Although the NEA did not originally oppose NCLB and has described the funding bill that followed as a "Legislative Victory," new union president Reg Weaver called the massive education law "Dr. Jekyll and Mr. Hyde" and "a wolf in sheep's clothing."

During his first keynote speech before convention delegates, Weaver accused federal lawmakers of slashing education funding while pledging to "leave no child behind." He asked his audience of 9,000-plus: "Does it rile you that Washington's latest round of tax cuts will leave no millionaire behind — but will actually leave millions of children behind?"

In fact, the NCLB Act of 2001 represents the largest education-spending bill ever passed and the union's own literature admits that the final education package "did include another significant increase for education." The $3.2 billion spending hike included increases of nearly $1.4 billion for both Title I and special education.

Some wonder whether Weaver's ire had less to do with the merits of NCLB than with U.S. Education Secretary Rod Paige's recent characterization of the NEA as "a coalition of the whining." Paige noted that the union is "riled up" for political action against politicians who do not march in lockstep with its agenda.
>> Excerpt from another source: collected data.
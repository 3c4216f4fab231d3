//! etcd v2 keys API store.
//!
//! Keys map to `http://<host>:<port>/v2/keys<namespace><key>`:
//!
//! - read: `GET`, value taken from `node.value`
//! - write: `PUT` with form field `value`
//! - delete: `DELETE`, a 404 means the key was already gone

use reqwest::blocking::Client;
use reqwest::StatusCode;
use serde::Deserialize;
use std::time::Duration;
use tracing::{debug, trace};

use super::ConfigStore;
use crate::core::validation;
use crate::error::{Error, Result};

/// Store talking to etcd over its v2 HTTP API.
#[derive(Debug, Clone)]
pub struct Etcd {
    client: Client,
    base_url: String,
    namespace: String,
}

#[derive(Deserialize)]
struct KeyResponse {
    node: Node,
}

#[derive(Deserialize)]
struct Node {
    value: Option<String>,
}

impl Etcd {
    /// Create a store for `authority` (`host[:port]`).
    ///
    /// # Errors
    ///
    /// Returns `Error::InvalidConfig` for a malformed authority, or
    /// `Error::Http` if the HTTP client cannot be built.
    pub fn new(authority: &str, namespace: &str, timeout: Duration) -> Result<Self> {
        let (host, port) = validation::parse_authority(authority)?;
        let client = Client::builder().timeout(timeout).build()?;

        Ok(Self {
            client,
            base_url: format!("http://{}:{}", host, port),
            namespace: namespace.trim_end_matches('/').to_string(),
        })
    }

    fn url(&self, key: &str) -> String {
        format!("{}/v2/keys{}{}", self.base_url, self.namespace, key)
    }
}

/// Render a non-success response as an error reason.
fn describe(status: StatusCode, body: String) -> String {
    if body.trim().is_empty() {
        format!("etcd answered {}", status)
    } else {
        format!("etcd answered {}: {}", status, body.trim())
    }
}

impl ConfigStore for Etcd {
    fn read(&self, key: &str) -> Result<Option<String>> {
        let url = self.url(key);
        debug!(%url, "reading key");

        let failed = |reason: String| Error::ConfigReadFailed {
            key: key.to_string(),
            reason,
        };

        let resp = self
            .client
            .get(&url)
            .send()
            .map_err(|e| failed(e.to_string()))?;

        let status = resp.status();
        if status == StatusCode::NOT_FOUND {
            trace!(key, "key not found");
            return Ok(None);
        }
        if !status.is_success() {
            return Err(failed(describe(status, resp.text().unwrap_or_default())));
        }

        let body: KeyResponse = resp.json().map_err(|e| failed(e.to_string()))?;
        Ok(body.node.value)
    }

    fn write(&self, key: &str, value: &str) -> Result<()> {
        let url = self.url(key);
        debug!(%url, "writing key");

        let failed = |reason: String| Error::ConfigWriteFailed {
            key: key.to_string(),
            reason,
        };

        let resp = self
            .client
            .put(&url)
            .form(&[("value", value)])
            .send()
            .map_err(|e| failed(e.to_string()))?;

        let status = resp.status();
        if !status.is_success() {
            return Err(failed(describe(status, resp.text().unwrap_or_default())));
        }
        Ok(())
    }

    fn delete(&self, key: &str) -> Result<()> {
        let url = self.url(key);
        debug!(%url, "deleting key");

        let failed = |reason: String| Error::ConfigWriteFailed {
            key: key.to_string(),
            reason,
        };

        let resp = self
            .client
            .delete(&url)
            .send()
            .map_err(|e| failed(e.to_string()))?;

        let status = resp.status();
        if status == StatusCode::NOT_FOUND {
            debug!(key, "key already absent");
            return Ok(());
        }
        if !status.is_success() {
            return Err(failed(describe(status, resp.text().unwrap_or_default())));
        }
        Ok(())
    }
}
Whatever the case, NEA convention delegates dutifully refused to allow reality to supersede rhetoric. To protest the law, they approved New Business Item (NBI) 11, which forbids NEA officials and publications to use the name "No Child Left Behind." The union will now be required to refer to NCLB as President Bush's reauthorization of the Elementary and Secondary Education Act (ESEA).

Weaver also used his keynote address to announce that the NEA and its state affiliates in Hawaii, Louisiana, Minnesota, Nebraska, and Utah, are planning to file a federal lawsuit "to challenge [NCLB's] unfunded mandates imposed on states and school districts . . . as contrary to the intent of Congress."

According to the Washington Times (7-4-03), this lawsuit "will be based on a provision that states: 'Nothing in this act shall be construed to authorize an officer or employee of the federal government to . . . mandate a state or any subdivision thereof to spend any funds or incur any costs not paid for under this act.' "

Weaver told convention delegates that the union has "launched a full-court legislative press to fix and fund the new federal law."

The bottom line, as the Education Intelligence Agency noted, is that "NCLB is a federal power grab. But it's the first federal power grab NEA has ever found reason to oppose."